For additional information, call toll free 1-877-994-4727 , see the document NRC Industrial Research Assistance Program (NRC-IRAP) or visit the Web site at: http://irap-pari.nrc-cnrc.gc.ca/main_e.html

3.  Alternative Sources of Financing

3.1  Introduction
The ability to attract financing is affected by risk.  It is up to the applicant to reduce those risks when possible. With each reduction in risk, the odds of the business succeeding are increased and the chances for attracting financing improved. Potential lenders and/or investors pay particularly close attention to the applicant's experience in operating a business, personal and financial integrity, and the ability to demonstrate a clear understanding of the market and the business.

Many of the most successful entrepreneurs worldwide and here at home attribute their business success to having a sound business plan from which to work. The role of the business plan is two-fold. First, a properly prepared business plan documents the above information for presentation to potential and interested lenders and investors. Second, the business plan provides a blueprint for the ongoing operation of the business. However, a business plan is not static in that it requires periodic revisions to reflect the changing conditions of the industry, economy and market.

All financing alternatives require serious evaluation to ensure that the option selected is the one that best meets the financing needs of the business. We strongly advise that professional help be sought to ensure that the financing solution selected is the right one for you.
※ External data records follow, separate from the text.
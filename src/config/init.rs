use anyhow::{Context, Result};
use atomic_write_file::AtomicWriteFile;
use std::io::{BufRead, Write};
use std::path::{Path, PathBuf};

use crate::config::{get_config_path, Config};
use crate::features::{Field, InputKind};
use crate::normalize::{FieldScaling, ScalingConfig};

/// Prompt user with a message and return their trimmed input.
fn prompt(message: &str) -> Result<String> {
    print!("{}", message);
    std::io::stdout()
        .flush()
        .context("Failed to flush stdout")?;
    let mut input = String::new();
    std::io::stdin()
        .lock()
        .read_line(&mut input)
        .context("Failed to read input")?;
    Ok(input.trim().to_string())
}

/// Prompt user with a message and a default value. Returns default if input is empty.
fn prompt_with_default(message: &str, default: &str) -> Result<String> {
    let input = prompt(&format!("{} [{}]: ", message, default))?;
    if input.is_empty() {
        Ok(default.to_string())
    } else {
        Ok(input)
    }
}

/// Prompt user with a yes/no question. Returns bool based on input and default.
fn prompt_yes_no(message: &str, default_yes: bool) -> Result<bool> {
    let hint = if default_yes { "Y/n" } else { "y/N" };
    let input = prompt(&format!("{} [{}]: ", message, hint))?;
    let input = input.to_lowercase();
    if input.is_empty() {
        Ok(default_yes)
    } else {
        Ok(input == "y" || input == "yes")
    }
}

/// Make a typed path independent of where the config ends up.
///
/// `load_config` resolves relative paths against the config file's
/// directory, so a relative answer is anchored at the directory the wizard
/// runs in. `~` paths are left for `load_config` to expand.
fn anchor_at(path: PathBuf, cwd: &Path) -> PathBuf {
    if path.starts_with("~") || path.is_absolute() {
        path
    } else {
        cwd.join(path)
    }
}

/// Parse "center/spread" as typed in the wizard, e.g. "50/10".
fn parse_center_spread(s: &str) -> Result<FieldScaling, String> {
    let (center, spread) = s
        .split_once('/')
        .ok_or_else(|| "expected CENTER/SPREAD, e.g. 50/10".to_string())?;
    let center: f64 = center
        .trim()
        .parse()
        .map_err(|_| format!("center '{}' is not a number", center.trim()))?;
    let spread: f64 = spread
        .trim()
        .parse()
        .map_err(|_| format!("spread '{}' is not a number", spread.trim()))?;
    if !center.is_finite() || !spread.is_finite() || spread == 0.0 {
        return Err("center must be finite and spread finite and non-zero".to_string());
    }
    Ok(FieldScaling::new(center, spread))
}

fn prompt_clinical_scaling() -> Result<ScalingConfig> {
    let starter = ScalingConfig::clinical_starter();
    println!();
    println!("Clinical values are standardized as (value - center) / spread before reaching the model.");
    println!("The starter constants are approximations, not the training set's statistics.");
    println!("Lab fields s1..s6 have no real-unit conversion and pass through unchanged.");

    if prompt_yes_no("Use starter constants? (age 50/10, bmi 25/5, bp 120/15)", true)? {
        return Ok(starter);
    }

    let mut scaling = starter;
    for field in [Field::Age, Field::Bmi, Field::Bp] {
        let current = scaling.for_field(field);
        let default = format!("{}/{}", current.center, current.spread);
        let params = loop {
            let input = prompt_with_default(&format!("  {} center/spread", field), &default)?;
            match parse_center_spread(&input) {
                Ok(p) => break p,
                Err(e) => println!("  Invalid: {}. Try again.", e),
            }
        };
        scaling.fields.insert(field, params);
    }
    scaling.approximate = prompt_yes_no(
        "Are these values approximations (not fitted to the training data)?",
        true,
    )?;
    Ok(scaling)
}

/// Run the interactive init wizard to create a config file.
///
/// If `default_path` is Some, uses that as the config file path.
/// Otherwise, prompts the user with the default config path.
pub fn run_init_wizard(default_path: Option<PathBuf>) -> Result<()> {
    let cwd = std::env::current_dir().context("Failed to read current directory")?;

    println!();
    println!("prog-predict configuration");
    println!("==========================");
    println!();

    // 1. Model
    let model = loop {
        let m = prompt("Path to the model file (JSON): ")?;
        if !m.is_empty() {
            break anchor_at(PathBuf::from(m), &cwd);
        }
        println!("  Model path is required.");
    };

    // 2. Input scale
    println!();
    println!("Inputs can be entered already standardized (as in the training data) or in clinical units.");
    let scaling = loop {
        let kind = prompt_with_default("Input scale (standardized/clinical)", InputKind::Standardized.label())?;
        match kind.to_lowercase().as_str() {
            "standardized" | "s" => break ScalingConfig::default(),
            "clinical" | "c" => break prompt_clinical_scaling()?,
            other => println!("  Invalid: '{}'. Try again.", other),
        }
    };

    // 3. Log file
    println!();
    let default_log = crate::history::get_log_path();
    let log_file = prompt_with_default("Where should saved predictions go?", &default_log.display().to_string())?;
    let log_file = anchor_at(PathBuf::from(log_file), &cwd);

    // 4. Config path
    let default_config_path = default_path.unwrap_or_else(get_config_path);
    println!();
    let path_str = prompt_with_default(
        "Where should the config be saved?",
        &default_config_path.display().to_string(),
    )?;
    let config_path = PathBuf::from(&path_str);

    // Check if file already exists
    if config_path.exists() {
        let overwrite = prompt_yes_no(
            &format!(
                "Config already exists at {}. Overwrite?",
                config_path.display()
            ),
            false,
        )?;
        if !overwrite {
            println!("Aborted.");
            return Ok(());
        }
    }

    // 5. Write config
    let config = Config {
        model,
        log_file: if log_file == default_log { None } else { Some(log_file) },
        scaling,
    };
    write_config(&config_path, &config)?;

    println!();
    println!("Config written to {}", config_path.display());
    println!("Run `prog-predict` to open the form, or `prog-predict predict --help` for one-off predictions.");

    Ok(())
}

/// Serialize the config and replace the file atomically.
pub fn write_config(path: &Path, config: &Config) -> Result<()> {
    let yaml = serde_saphyr::to_string(config)
        .map_err(|e| anyhow::anyhow!("Failed to serialize config: {}", e))?;

    // Create parent directories
    if let Some(parent) = path.parent() {
        if !parent.as_os_str().is_empty() {
            std::fs::create_dir_all(parent)
                .with_context(|| format!("Failed to create directory {}", parent.display()))?;
        }
    }

    let mut file = AtomicWriteFile::open(path)
        .with_context(|| format!("Failed to open atomic write file at {}", path.display()))?;
    file.write_all(yaml.as_bytes())
        .with_context(|| format!("Failed to write config to {}", path.display()))?;
    file.commit()
        .with_context(|| format!("Failed to save config to {}", path.display()))?;

    Ok(())
}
3.2  Financial Institutions
Operating Line of Credit
This option is usually used to finance inventory and accounts receivable. The financial institution issuing the line of credit requires adequate collateral for this type of loan. In addition to inventory and accounts receivable, the financial institution often requires other available assets to be pledged as security. The money that banks lend comes from their customers' deposits and banks must protect these depositors' funds. For that reason, banks lend very conservatively, or where cash flow and security pose the least risk. Be prepared to demonstrate to your bank that you have eliminated, to the greatest extent, all potential risk.

Chattel Mortgage
When most financial institutions lend money they require the borrower to sign a "promise to repay", known as a promissory note. A chattel mortgage is a document used to secure a promissory note against a lien on specific assets other than land and buildings. For example, a car or equipment for your business could be used as a chattel.

Overdraft Protection
Managing your cashflow is crucial to the success of your business. Overdraft protection may help to protect you against the expense and inconvenience of returned cheques, or to bridge those times of late payment by customers. Overdraft protection can also help to avoid rush trips to the bank and last-minute loan arrangements. Overdraft protection carries two limitations. The first limitation is time, in that overdraft is a short-term cash management tool and therefore is required to be paid back within 30 days. The second limitation is amount, in that overdraft protection always has a limit (or ceiling) which is authorized by the financial institution. Please note that overdraft protection can be expensive if not managed properly.

Term Loan
A financial institution may issue a term loan to provide financing for working capital or other financial requirements. As the name implies, a term loan commits the borrower to specific terms for repayment of the debt obligation. These debt instruments are interest-bearing and carry specific terms for repayment in time and amount. Term loans are secured by collateral which usually take the form of specific assets, personal guarantees, or both.

3.3  Credit Cards
Credit cards can provide access to smaller amounts of short-term funding. They carry a high rate of interest in comparison to other forms of credit. Using credit cards to assist in business start-ups or expansions may also result in a debt burden which may get out of control. It is important to note that credit cards are not for everyone or every business.

Cash Advances
Cash advances on credit cards can provide access to smaller amounts of cash almost instantly.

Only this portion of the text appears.